[MATERIALS PROVIDED]:
####
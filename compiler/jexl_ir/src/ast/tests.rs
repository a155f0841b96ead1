#![allow(clippy::unwrap_used, clippy::expect_used)]

use std::sync::Arc;

use pretty_assertions::assert_eq;

use super::*;

fn node(kind: NodeKind) -> Node {
    Node::new(kind, Span::DUMMY)
}

fn num(n: i64) -> Node {
    node(NodeKind::Literal(Literal::Number(Number::from(n))))
}

fn ident(name: &str) -> Node {
    node(NodeKind::Ident(name.to_string()))
}

fn binary(op: BinaryOp, left: Node, right: Node) -> Node {
    node(NodeKind::Binary {
        op,
        left: Box::new(left),
        right: Box::new(right),
    })
}

#[test]
fn leaves_have_no_children() {
    assert!(num(1).children().is_empty());
    assert!(ident("x").children().is_empty());
    assert!(node(NodeKind::Break).children().is_empty());
    assert!(node(NodeKind::Continue).children().is_empty());
}

#[test]
fn assignment_children_put_value_first() {
    let assign = node(NodeKind::Assign {
        target: Box::new(ident("x")),
        value: Box::new(num(3)),
        postfix: false,
    });
    let kinds: Vec<String> = assign.children().iter().map(|c| c.to_string()).collect();
    assert_eq!(kinds, vec!["3".to_string(), "x".to_string()]);
}

#[test]
fn for_children_follow_execution_order() {
    let for_loop = node(NodeKind::For {
        init: Some(Box::new(ident("init"))),
        cond: Some(Box::new(ident("cond"))),
        step: Some(Box::new(ident("step"))),
        body: Box::new(ident("body")),
    });
    let names: Vec<String> = for_loop.children().iter().map(|c| c.to_string()).collect();
    assert_eq!(names, vec!["init", "cond", "body", "step"]);
}

#[test]
fn display_inserts_only_needed_parens() {
    let sum = binary(BinaryOp::Add, num(2), num(3));
    let product = binary(BinaryOp::Mul, sum, num(4));
    assert_eq!(product.to_string(), "(2 + 3) * 4");

    let product = binary(BinaryOp::Mul, num(3), num(4));
    let sum = binary(BinaryOp::Add, num(2), product);
    assert_eq!(sum.to_string(), "2 + 3 * 4");

    let right = binary(BinaryOp::Sub, num(2), num(3));
    let nested = binary(BinaryOp::Sub, num(1), right);
    assert_eq!(nested.to_string(), "1 - (2 - 3)");
}

#[test]
fn display_postfix_step() {
    let inc = node(NodeKind::Assign {
        target: Box::new(ident("x")),
        value: Box::new(binary(BinaryOp::Add, ident("x"), num(1))),
        postfix: true,
    });
    assert_eq!(inc.to_string(), "x++");
    let compound = node(NodeKind::Assign {
        target: Box::new(ident("x")),
        value: Box::new(binary(BinaryOp::Add, ident("x"), num(3))),
        postfix: false,
    });
    assert_eq!(compound.to_string(), "x = x + 3");
}

#[test]
fn display_literals_and_collections() {
    let s = node(NodeKind::Literal(Literal::Str("a\"b".to_string())));
    assert_eq!(s.to_string(), r#""a\"b""#);
    assert_eq!(node(NodeKind::Map(Vec::new())).to_string(), "{:}");
    let map = node(NodeKind::Map(vec![(ident("k"), num(1))]));
    assert_eq!(map.to_string(), "{k: 1}");
    let arr = node(NodeKind::Array(vec![num(1), num(2)]));
    assert_eq!(arr.to_string(), "[1, 2]");
}

#[test]
fn display_lambda_and_if() {
    let lambda = node(NodeKind::Lambda(Arc::new(Lambda::new(
        vec!["a".to_string(), "b".to_string()],
        binary(BinaryOp::Add, ident("a"), ident("b")),
    ))));
    assert_eq!(lambda.to_string(), "(a, b) -> a + b");

    let branch = node(NodeKind::If {
        cond: Box::new(ident("c")),
        then_branch: Box::new(node(NodeKind::Block(vec![num(1)]))),
        else_branch: Some(Box::new(num(2))),
    });
    assert_eq!(branch.to_string(), "if (c) { 1; } else 2;");
}

#[test]
fn script_pragmas_are_reachable_from_lambda() {
    let script = node(NodeKind::Script {
        body: vec![num(1)],
        pragmas: vec![Pragma {
            key: "jexl.strict".to_string(),
            value: Literal::Bool(true),
        }],
    });
    let lambda = Lambda::new(Vec::new(), script);
    assert_eq!(lambda.pragmas().len(), 1);
    assert_eq!(lambda.body.to_string(), "#pragma jexl.strict true\n1;");
}
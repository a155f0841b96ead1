//! Engine-level error.

use jexl_ir::Span;
use jexl_parse::ParseError;
use jexl_value::EvalError;

/// Failure to compile or evaluate.
#[derive(Clone, Debug, thiserror::Error)]
pub enum JexlError {
    #[error(transparent)]
    Parse(#[from] ParseError),
    #[error(transparent)]
    Eval(#[from] EvalError),
}

impl JexlError {
    /// Source range the error points at, when known.
    pub fn span(&self) -> Option<Span> {
        match self {
            JexlError::Parse(err) => Some(err.span),
            JexlError::Eval(err) => err.span,
        }
    }

    pub fn message(&self) -> &str {
        match self {
            JexlError::Parse(err) => &err.message,
            JexlError::Eval(err) => &err.message,
        }
    }
}

/// Result type of the engine API.
pub type Result<T, E = JexlError> = std::result::Result<T, E>;
//! Grammar capabilities consulted by the parser.

use bitflags::bitflags;

bitflags! {
    /// Constructs the parser accepts.
    ///
    /// A disabled construct is rejected at parse time with an error naming
    /// the feature.
    #[derive(Copy, Clone, Debug, PartialEq, Eq, Hash)]
    pub struct Features: u16 {
        /// `for`, `while`, `do`.
        const LOOPS = 1 << 0;
        /// `(a, b) -> body` and `x -> body`.
        const LAMBDA = 1 << 1;
        /// `var x = ...`.
        const LOCAL_VAR = 1 << 2;
        /// `obj.method(args)`.
        const METHOD_CALL = 1 << 3;
        /// `new(className, args...)`.
        const NEW_INSTANCE = 1 << 4;
        /// Array, map and set literals.
        const STRUCTURED_LITERAL = 1 << 5;
        /// `#pragma key value`.
        const PRAGMA = 1 << 6;
        /// `@name(args) statement`.
        const ANNOTATION = 1 << 7;
        /// Multi-statement scripts; off restricts scripts to one expression.
        const SCRIPT = 1 << 8;
        /// Assignment, compound assignment, increments.
        const SIDE_EFFECT = 1 << 9;
        /// Redeclaring a `var` in the same block is an error.
        const LEXICAL = 1 << 10;
        /// A `var` may not shadow a local of an enclosing block.
        const LEXICAL_SHADE = 1 << 11;
        /// `eq ne lt le gt ge and or not`.
        const COMPARATOR_NAMES = 1 << 12;
    }
}

impl Features {
    /// Name used in "feature disabled" diagnostics.
    pub fn describe(self) -> &'static str {
        match self {
            f if f == Features::LOOPS => "loops",
            f if f == Features::LAMBDA => "lambdas",
            f if f == Features::LOCAL_VAR => "local variables",
            f if f == Features::METHOD_CALL => "method calls",
            f if f == Features::NEW_INSTANCE => "new instance",
            f if f == Features::STRUCTURED_LITERAL => "structured literals",
            f if f == Features::PRAGMA => "pragmas",
            f if f == Features::ANNOTATION => "annotations",
            f if f == Features::SCRIPT => "scripts",
            f if f == Features::SIDE_EFFECT => "side effects",
            f if f == Features::COMPARATOR_NAMES => "comparator names",
            _ => "feature",
        }
    }
}

impl Default for Features {
    fn default() -> Self {
        Features::all() - Features::LEXICAL - Features::LEXICAL_SHADE
    }
}
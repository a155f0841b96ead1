//! Permission filtering over another uberspect.
//!
//! Rules are keyed by type name (as reported by [`Value::type_name`]) and
//! member name, with `*` standing for every member of a type. An explicit
//! member deny beats an explicit member allow, which beats a wildcard
//! deny. Anything without a rule is allowed.

use rustc_hash::{FxHashMap, FxHashSet};
use tracing::debug;

use jexl_value::errors::{self, EvalError};
use jexl_value::Value;

use super::{MethodExecutor, PropertyGet, PropertySet, Uberspect};

const WILDCARD: &str = "*";

#[derive(Clone, Debug, Default)]
struct Rules {
    allow: FxHashSet<String>,
    deny: FxHashSet<String>,
}

/// Allow/deny rules per type.
#[derive(Clone, Debug, Default)]
pub struct Permissions {
    types: FxHashMap<String, Rules>,
}

impl Permissions {
    pub fn new() -> Self {
        Self::default()
    }

    #[must_use]
    pub fn allow(mut self, type_name: &str, member: &str) -> Self {
        self.rules(type_name).allow.insert(member.to_string());
        self
    }

    #[must_use]
    pub fn deny(mut self, type_name: &str, member: &str) -> Self {
        self.rules(type_name).deny.insert(member.to_string());
        self
    }

    fn rules(&mut self, type_name: &str) -> &mut Rules {
        self.types.entry(type_name.to_string()).or_default()
    }

    pub fn allowed(&self, type_name: &str, member: &str) -> bool {
        let Some(rules) = self.types.get(type_name) else {
            return true;
        };
        if rules.deny.contains(member) {
            return false;
        }
        if rules.allow.contains(member) {
            return true;
        }
        !rules.deny.contains(WILDCARD)
    }
}

/// An uberspect that hides whatever [`Permissions`] deny.
///
/// Denied members look absent: properties and methods resolve to nothing,
/// so the interpreter reports them the same way as unknown members.
/// Denied constructors fail outright.
#[derive(Debug)]
pub struct SandboxUberspect<U> {
    inner: U,
    permissions: Permissions,
}

impl<U: Uberspect> SandboxUberspect<U> {
    pub fn new(inner: U, permissions: Permissions) -> Self {
        SandboxUberspect { inner, permissions }
    }

    pub fn permissions(&self) -> &Permissions {
        &self.permissions
    }

    fn check(&self, object: &Value, member: &str) -> bool {
        let allowed = self.permissions.allowed(object.type_name(), member);
        if !allowed {
            debug!(type_name = object.type_name(), member, "sandbox denied member");
        }
        allowed
    }
}

impl<U: Uberspect> Uberspect for SandboxUberspect<U> {
    fn get_property(&self, object: &Value, name: &str) -> Option<Box<dyn PropertyGet>> {
        if self.check(object, name) {
            self.inner.get_property(object, name)
        } else {
            None
        }
    }

    fn set_property(
        &self,
        object: &Value,
        name: &str,
        value: &Value,
    ) -> Option<Box<dyn PropertySet>> {
        if self.check(object, name) {
            self.inner.set_property(object, name, value)
        } else {
            None
        }
    }

    fn get_method(
        &self,
        object: &Value,
        name: &str,
        args: &[Value],
    ) -> Result<Option<Box<dyn MethodExecutor>>, EvalError> {
        if self.check(object, name) {
            self.inner.get_method(object, name, args)
        } else {
            Ok(None)
        }
    }

    fn get_constructor(&self, name: &str, args: &[Value]) -> Result<Box<dyn MethodExecutor>, EvalError> {
        if self.permissions.allowed(name, "new") {
            self.inner.get_constructor(name, args)
        } else {
            debug!(type_name = name, "sandbox denied constructor");
            Err(errors::unsupported_operation(format!("new '{name}'")))
        }
    }
}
####
Only the lines above from the line containing "type. An explicit" through the line containing "allowed = self.permissions.allowed(object.type_name(), member);" should be retyped, exactly and with both ends included.

[SOLVED PROBLEM]:
//! member name, with `*` standing for every member of a type. An explicit
//! member deny beats an explicit member allow, which beats a wildcard
//! deny. Anything without a rule is allowed.

use rustc_hash::{FxHashMap, FxHashSet};
use tracing::debug;

use jexl_value::errors::{self, EvalError};
use jexl_value::Value;

use super::{MethodExecutor, PropertyGet, PropertySet, Uberspect};

const WILDCARD: &str = "*";

#[derive(Clone, Debug, Default)]
struct Rules {
    allow: FxHashSet<String>,
    deny: FxHashSet<String>,
}

/// Allow/deny rules per type.
#[derive(Clone, Debug, Default)]
pub struct Permissions {
    types: FxHashMap<String, Rules>,
}

impl Permissions {
    pub fn new() -> Self {
        Self::default()
    }

    #[must_use]
    pub fn allow(mut self, type_name: &str, member: &str) -> Self {
        self.rules(type_name).allow.insert(member.to_string());
        self
    }

    #[must_use]
    pub fn deny(mut self, type_name: &str, member: &str) -> Self {
        self.rules(type_name).deny.insert(member.to_string());
        self
    }

    fn rules(&mut self, type_name: &str) -> &mut Rules {
        self.types.entry(type_name.to_string()).or_default()
    }

    pub fn allowed(&self, type_name: &str, member: &str) -> bool {
        let Some(rules) = self.types.get(type_name) else {
            return true;
        };
        if rules.deny.contains(member) {
            return false;
        }
        if rules.allow.contains(member) {
            return true;
        }
        !rules.deny.contains(WILDCARD)
    }
}

/// An uberspect that hides whatever [`Permissions`] deny.
///
/// Denied members look absent: properties and methods resolve to nothing,
/// so the interpreter reports them the same way as unknown members.
/// Denied constructors fail outright.
#[derive(Debug)]
pub struct SandboxUberspect<U> {
    inner: U,
    permissions: Permissions,
}

impl<U: Uberspect> SandboxUberspect<U> {
    pub fn new(inner: U, permissions: Permissions) -> Self {
        SandboxUberspect { inner, permissions }
    }

    pub fn permissions(&self) -> &Permissions {
        &self.permissions
    }

    fn check(&self, object: &Value, member: &str) -> bool {
        let allowed = self.permissions.allowed(object.type_name(), member);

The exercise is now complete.